Другой момент, который я хочу прояснить, заключается в том, что наши эмоции меняются вместе с нашими идеями. Очевидно, было бы абсурдно предполагать, что человек, чьи идеи относительно природы своих богов не мешают ему гневно пороть их в случае, если они отказывают в его просьбах, такие же, как у благочестивого христианина, который, если его молитвы не услышаны, говорит своему почитаемому Творцу: «Да будет воля Твоя на земле, как на небе», и смиренно простирается ниц. И если эмоции в религиозной сфере таким образом метаморфизируются вместе с идеями, почему так маловероятно, что половая страсть тоже должна «претерпеть морскую трансформацию в нечто богатое и странное»?
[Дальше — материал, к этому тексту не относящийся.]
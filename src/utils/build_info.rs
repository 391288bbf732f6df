/// Compile-time build metadata produced by `build.rs`.
#[derive(Debug, Clone, Copy)]
pub struct BuildMetadata {
    pub version: &'static str,
    pub git_hash: &'static str,
    pub git_status: &'static str,
    pub timestamp: &'static str,
    pub target: &'static str,
    pub profile: &'static str,
    pub rustc: &'static str,
}

/// Returns the statically-embedded build metadata.
pub fn current() -> BuildMetadata {
    BuildMetadata {
        version: env!("CARGO_PKG_VERSION"),
        git_hash: option_env!("LOT_LEDGER_BUILD_HASH").unwrap_or("unknown"),
        git_status: option_env!("LOT_LEDGER_BUILD_STATUS").unwrap_or("unknown"),
        timestamp: option_env!("LOT_LEDGER_BUILD_TIMESTAMP").unwrap_or("unknown"),
        target: option_env!("LOT_LEDGER_BUILD_TARGET").unwrap_or("unknown"),
        profile: option_env!("LOT_LEDGER_BUILD_PROFILE").unwrap_or("unknown"),
        rustc: option_env!("LOT_LEDGER_BUILD_RUSTC").unwrap_or("unknown"),
    }
}

impl BuildMetadata {
    /// One-line summary, e.g. `0.1.0 (abc1234, clean)`.
    pub fn short(&self) -> String {
        format!("{} ({}, {})", self.version, self.git_hash, self.git_status)
    }
}
use serde::{Deserialize, Serialize};
use std::path::{Path, PathBuf};

/// User-configurable shell preferences.
#[derive(Debug, Clone, PartialEq, Serialize, Deserialize)]
pub struct Config {
    pub currency: String,
    #[serde(default = "Config::default_precision")]
    pub currency_precision: u8,
    #[serde(default = "Config::default_precision")]
    pub quantity_precision: u8,
    #[serde(default = "Config::default_ui_color_enabled")]
    pub ui_color_enabled: bool,
    #[serde(default)]
    pub plain_output: bool,
    #[serde(default, skip_serializing_if = "Option::is_none")]
    pub last_opened_journal: Option<String>,

    #[serde(default, skip_serializing_if = "Option::is_none")]
    /// Custom directory for journal documents. Defaults to `<base>/journals`.
    pub default_journal_root: Option<PathBuf>,

    #[serde(default, skip_serializing_if = "Option::is_none")]
    /// Custom directory for journal backups. Defaults to `<base>/backups`.
    pub default_backup_root: Option<PathBuf>,

    #[serde(default = "Config::default_backup_retention")]
    pub backup_retention: usize,
}

impl Default for Config {
    fn default() -> Self {
        Self {
            currency: "USD".into(),
            currency_precision: Self::default_precision(),
            quantity_precision: Self::default_precision(),
            ui_color_enabled: Self::default_ui_color_enabled(),
            plain_output: false,
            last_opened_journal: None,
            default_journal_root: None,
            default_backup_root: None,
            backup_retention: Self::default_backup_retention(),
        }
    }
}

impl Config {
    pub fn default_precision() -> u8 {
        2
    }

    pub fn default_ui_color_enabled() -> bool {
        true
    }

    pub fn default_backup_retention() -> usize {
        5
    }

    pub fn resolve_journal_root(&self, base: &Path) -> PathBuf {
        self.default_journal_root
            .clone()
            .unwrap_or_else(|| base.join("journals"))
    }

    pub fn resolve_backup_root(&self, base: &Path) -> PathBuf {
        self.default_backup_root
            .clone()
            .unwrap_or_else(|| base.join("backups"))
    }

    /// Colors are used only when enabled and plain output is off.
    pub fn use_color(&self) -> bool {
        self.ui_color_enabled && !self.plain_output
    }
}

#[cfg(test)]
mod tests {
    use super::*;

    #[test]
    fn missing_fields_fall_back_to_defaults() {
        let cfg: Config = serde_json::from_str(r#"{ "currency": "EUR" }"#).unwrap();
        assert_eq!(cfg.currency, "EUR");
        assert_eq!(cfg.currency_precision, 2);
        assert_eq!(cfg.backup_retention, 5);
        assert!(cfg.use_color());
    }

    #[test]
    fn roots_resolve_under_base_unless_overridden() {
        let mut cfg = Config::default();
        let base = Path::new("/tmp/lots");
        assert_eq!(cfg.resolve_journal_root(base), base.join("journals"));
        cfg.default_backup_root = Some(PathBuf::from("/srv/backups"));
        assert_eq!(cfg.resolve_backup_root(base), PathBuf::from("/srv/backups"));
    }
}
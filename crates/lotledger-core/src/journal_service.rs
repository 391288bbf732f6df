//! Journal mutations with typed failures.

use tracing::debug;

use lotledger_domain::{Event, EventDraft, EventId, Journal};

use crate::CoreError;

/// Wraps [`Journal`] operations so unknown ids surface as [`CoreError::NotFound`].
pub struct JournalService;

impl JournalService {
    /// Stores `draft` under a fresh id and returns it.
    pub fn append(journal: &mut Journal, draft: EventDraft) -> Result<EventId, CoreError> {
        let id = journal.append(draft)?;
        debug!(event_id = %id, "journal append");
        Ok(id)
    }

    /// Removes the event with `id`, returning it for a possible restore.
    pub fn remove(journal: &mut Journal, id: EventId) -> Result<Event, CoreError> {
        let removed = journal.remove(id).ok_or(CoreError::NotFound(id))?;
        debug!(event_id = %id, "journal remove");
        Ok(removed)
    }

    /// Overwrites the event with `id`, returning the previous contents.
    pub fn replace(
        journal: &mut Journal,
        id: EventId,
        draft: EventDraft,
    ) -> Result<Event, CoreError> {
        let previous = journal.replace(id, draft).ok_or(CoreError::NotFound(id))?;
        debug!(event_id = %id, "journal replace");
        Ok(previous)
    }

    pub fn restore(journal: &mut Journal, event: Event) {
        journal.restore(event);
    }

    pub fn list_ordered(journal: &Journal) -> Vec<Event> {
        journal.list_ordered()
    }
}
use std::io;

use thiserror::Error;

#[derive(Debug, Error)]
pub enum ConfigError {
    #[error("I/O error: {0}")]
    Io(#[from] io::Error),

    #[error("Serialization error: {0}")]
    Serde(String),

    #[error("Configuration backup `{0}` not found")]
    BackupNotFound(String),
}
Существование широко распространенного предубеждения против идеи о том, что любовь подчиняется законам развития, объясняется тем фактом, что сравнительная психология эмоций и чувств была странным образом проигнорирована. Антропология, Клондайк сравнительной психологии, раскрывает вещи, казалось бы, гораздо более невероятные, чем отсутствие романтической любви среди варваров и частично цивилизованных народов, которые еще не открыли более благородные сверхчувственные очарования, которые способны оказывать женщины. Самородки истины, найденные в этой науке, показывают, что каждая добродетель, известная человеку, медленно вырастала в свою нынешнюю возвышенную форму. Я проиллюстрирую это утверждение ссылкой на одно общее чувство, ужас перед убийством, а затем добавлю несколько страниц относительно добродетелей, относящихся к сексуальной сфере и непосредственно связанных с предметом этой книги.
УБИЙСТВО КАК ДОБРОДЕТЕЛЬ
Совершение умышленного убийства рассматривается с невыразимым ужасом в современных цивилизованных сообществах, однако потребовались эоны времени и сотрудничество многих религиозных, социальных и моральных институтов, прежде чем идея святости человеческой жизни стала тем, чем она является сейчас, когда ее можно принять за инстинкт, присущий самой человеческой природе. Насколько она далека от того, чтобы быть таким инстинктом, мы увидим, взглянув на факты. Среди низших рас и даже некоторых более высоких варваров убийство, отнюдь не рассматриваемое как преступление, почитается как добродетель и источник славы.
Главная гордость американского индейца и его претензия на племенную честь заключаются в количестве скальпов, которые он сорвал с голов убитых им людей. О фиджийцах Уильямс говорит (97):
«Пролитие крови для него не преступление, а слава. Кто бы ни был жертвой — знатный или простолюдин, старый или молодой, мужчина, женщина или ребенок — убит ли он на войне или зарезан в результате предательства, быть как-то признанным убийцей — вот цель беспокойных амбиций фиджийца».
Австралиец испытывает такой же непреодолимый импульс убить каждого встречного незнакомца, какой многие из наших сравнительно цивилизованных джентльменов испытывают по отношению к каждой птице или дикому животному, которых они видят. Лумхольц, пока жил среди этих дикарей, позаботился о том, чтобы следовать совету «никогда не иметь черного парня за спиной»; и он рассказывает историю о поселенце, который гулял в буше со своим черным мальчиком, охотясь на кистеухих обезьян, когда мальчик коснулся его плеча сзади и сказал: «Позволь мне идти впереди». Когда поселенец спросил, почему он хочет идти перед ним, туземец ответил: «Потому что я чувствую такое желание убить тебя».